Braised Beef Short Ribs
Absolutely delicious recipe for Short Ribs! The meat just falls off the bone and extremely great flavor! Made with Mashed Sweet Potatoes with Pecan Crumb Topping! Perfect! Recipe from Cook's Wares Cooking Class: Eddie Merlot's Seasonal Favorites with Bryan Hopping, October 2014.
- 6 Beef Short Ribs Portions (about 1 pound of meat per serving)
- Kosher Salt & Black Pepper
- 1/2 cup Vegetable Oil (could use Coconut Oil)
- 3 Carrots, cut into large chunks
- 3 stalks of Celery, cut into large chunks
- 1 large Onion, quartered
- 3-4 cloves Garlic, whole and slightly crushed
- 3 T Tomato Paste
- 2 bay leaves
- 6 sprigs of fresh Thyme
- 1 sprig of Rosemary
- 4 cups Beef Stock
- 2 cups Red Wine (I used Malbac)
Preheat oven to 325 degrees.
Place a roasting pan over medium heat. Season the short ribs with salt and pepper. Add the oil to the roasting pan and sear the ribs until golden brown on both top and bottom. Remove the ribs and add the carrots, celery, onion, and garlic. Cook for 2-3 minutes, until the vegetables start to color. Add the tomato paste, bay leaves, thyme, and rosemary. Cook for a couple of minutes. Deglaze the pan with the red wine and then add the beef stock. Bring to a simmer and add the reserved short ribs. Cover the pan with lid or foil and place the pan in the oven and cook for 3 1/2-4 hours.

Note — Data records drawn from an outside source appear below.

use chrono::{DateTime, Utc};
use garde::Validate;
use serde::{Deserialize, Serialize};
use tokio_postgres::Row;
use uuid::Uuid;

use crate::persistence::{Entity, RepoError, Value, column};
use crate::validation::catalog::hex_color;

#[derive(Clone, Debug, Serialize, Deserialize)]
pub struct Color {
    pub id: Uuid,
    pub name: String,
    /// `#RGB` or `#RRGGBB`, unique within a store.
    pub hex: String,
    pub store_id: Uuid,
    pub created_at: DateTime<Utc>,
    pub updated_at: Option<DateTime<Utc>>,
}

impl Color {
    pub fn new(name: &str, hex: &str, store_id: Uuid) -> Self {
        Self {
            id: Uuid::new_v4(),
            name: name.trim().to_string(),
            hex: hex.trim().to_string(),
            store_id,
            created_at: Utc::now(),
            updated_at: None,
        }
    }
}

impl Entity for Color {
    const TABLE: &'static str = "colors";
    const COLUMNS: &'static [&'static str] =
        &["id", "name", "hex", "store_id", "created_at", "updated_at"];
    const UNIQUE_KEYS: &'static [&'static [&'static str]] = &[&["store_id", "hex"]];

    fn id(&self) -> Uuid {
        self.id
    }

    fn values(&self) -> Vec<Value> {
        vec![
            self.id.into(),
            self.name.clone().into(),
            self.hex.clone().into(),
            self.store_id.into(),
            self.created_at.into(),
            self.updated_at.into(),
        ]
    }

    fn from_row(row: &Row) -> Result<Self, RepoError> {
        Ok(Color {
            id: column(row, "id")?,
            name: column(row, "name")?,
            hex: column(row, "hex")?,
            store_id: column(row, "store_id")?,
            created_at: column(row, "created_at")?,
            updated_at: column(row, "updated_at")?,
        })
    }
}

#[derive(Deserialize, Debug, Validate)]
pub struct ColorPayload {
    #[garde(length(min = 1, max = 255))]
    pub name: String,
    #[garde(custom(hex_color))]
    pub hex: String,
}

#[derive(Serialize, Debug)]
#[serde(rename_all = "camelCase")]
pub struct ColorResponse {
    pub id: Uuid,
    pub name: String,
    pub hex: String,
    pub created_at: DateTime<Utc>,
}

impl From<Color> for ColorResponse {
    fn from(color: Color) -> Self {
        Self {
            id: color.id,
            name: color.name,
            hex: color.hex,
            created_at: color.created_at,
        }
    }
}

Remove the pan from the oven and uncover. Allow the short ribs to cool. Remove the short ribs and strain the braising liquid. Skim the fat from the top of the liquid and then reduce the braising liquid by 50%. Check the seasoning of the sauce and strain again, if necessary. Serve the sauce with the ribs.